Comfort Cases is on a Mission

Thousands of children enter the foster-care system each year. Most carry little more than the clothes on their backs. That’s why Rob Chasteen-Scheer (shown here with his spouse and four adopted children) founded Comfort Cases.

He is on a mission to provide the essential supplies to these children on their journey to find home.

An adoptive father of four, Chasteen-Scheer experienced the foster care system firsthand as a young adult. His story below inspired him to organize a drive for basic supplies for children in foster care. The drive exceeded all expectations and led to the formation of this nonprofit organization.

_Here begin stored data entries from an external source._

use btq_strategy::{Decision, SignalType, Strategy, StrategyContext, StrategyFactory, StrategyFactoryError};
use parking_lot::Mutex;
use rust_decimal::Decimal;

/// A [`Strategy`] that always emits the same [`Decision`], regardless of
/// context — useful for scenario tests that want to drive the broker/trade
/// matcher deterministically without exercising real signal logic.
pub struct FixedDecisionStrategy {
    decision: Decision,
}

impl FixedDecisionStrategy {
    pub fn new(decision: Decision) -> Self {
        Self { decision }
    }

    pub fn always_buy(qty: Decimal) -> Self {
        Self::new(Decision {
            signal_type: SignalType::Buy,
            target_value: Some(qty),
            reason: "test fixture".into(),
            ttl_seconds: 0,
        })
    }

    pub fn always_hold() -> Self {
        Self::new(Decision::hold())
    }
}

impl Strategy for FixedDecisionStrategy {
    fn evaluate(&self, _context: &StrategyContext) -> Decision {
        self.decision.clone()
    }

    fn name(&self) -> &str {
        "FIXED_DECISION"
    }
}

/// A [`Strategy`] driven by a pre-scripted sequence of decisions, one per
/// call to `evaluate` — once exhausted, returns `Decision::hold()`. Lets a
/// scenario test script an exact BUY-then-SELL sequence against a fixed
/// bar stream.
pub struct ScriptedStrategy {
    script: Mutex<Vec<Decision>>,
    cursor: std::sync::atomic::AtomicUsize,
}

impl ScriptedStrategy {
    pub fn new(script: Vec<Decision>) -> Self {
        Self {
            script: Mutex::new(script),
            cursor: std::sync::atomic::AtomicUsize::new(0),
        }
    }
}

impl Strategy for ScriptedStrategy {
    fn evaluate(&self, _context: &StrategyContext) -> Decision {
        let idx = self.cursor.fetch_add(1, std::sync::atomic::Ordering::Relaxed);
        self.script.lock().get(idx).cloned().unwrap_or_else(Decision::hold)
    }

    fn name(&self) -> &str {
        "SCRIPTED"
    }
}

/// A [`StrategyFactory`] that always hands out a fresh `FixedDecisionStrategy`
/// holding, ignoring the requested `strategyType` entirely — for tests that
/// only care about broker/matcher/analytics behavior, not strategy
/// resolution.
pub struct AlwaysHoldStrategyFactory;

impl StrategyFactory for AlwaysHoldStrategyFactory {
    fn create(&self, _strategy_type: Option<&str>) -> Result<Box<dyn Strategy>, StrategyFactoryError> {
        Ok(Box::new(FixedDecisionStrategy::always_hold()))
    }
}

Scroll down to learn more about Comfort Cases.


The Power That Comfort Provides

By Rob Chasteen-Scheer
Founder
www.comfortcases.org

Five years ago, my partner (now husband) and I decided to adopt a child. As a person who grew up in the foster care system, I felt it only made sense for me to adopt in my own backyard, the Washington, DC, area. We began as foster parents. Truly wanting to adopt a child, we feared starting out as foster parents because we knew the primary goal of fostering was to reunite children with their biological family.

Reece and I felt that if we could change the life of one child, even for a short time, then this would be worth it. We were both so ready to have a child in our lives that we set up our two spare bedrooms in preparation. One we decorated for an older child, the other for an infant. We stocked our pantry with Puffs and other children’s foods.

On January 14, 2009, a social worker called, saying they needed a foster home for a 4-year-old girl and her 2-year-old brother. We would become the third foster home to these children in less than three months. The next day, Amaya and Makai arrived in our home carrying a nothing more than a trash bag filled with a few outfits that looked like they had been worn a thousand times. Their whole life was in these bags.

I immediately flashed back to when I was 10 years old, arriving at my foster home with the same thing — a trash bag. More than 30 years later, I still remember that day. I remember my foster parents taking me to buy clothes for church because I carried only a tattered pair of pants and two stained T-shirts.

The night of Amaya and Makai’s arrival, we took the siblings shopping and Amaya picked out a pink Cinderella nightgown. She was thrilled to choose it on her own. Later that night, we watched her from the doorway, looking at herself from every angle in the mirror. Amaya wore a smile that was brighter than the sun; she was in her brand new pajamas, and they were only hers.

Four months later we got another call: Two more boys needed a foster home. We then welcomed two more sons Greyson, 2, and Tristan, 6 months. A social worker dropped them off carrying, you guessed it, just a trash bag full of used clothing. Our family grew from two to six seemingly overnight, and we couldn’t have been happier.

Five years later, we still have the original trash bags. I don’t know what we will ever do with them or if we will ever tell our children about them. Reece and I felt this was something we should keep, just like a child’s first blanket or stuffed animal.

Sharing our experience brings me to the reason I’m writing.

Our hope is to make sure that no other child arrives at a foster home the ways ours did. We want them to receive something that comforts them, something of their own. We want them to realize how important they are. With the staggering number of children that enter the foster care system, we as a community can make a difference while they are on their journey.

With your help, we hope to surpass our goal and be able to make the journey easier for many more foster children.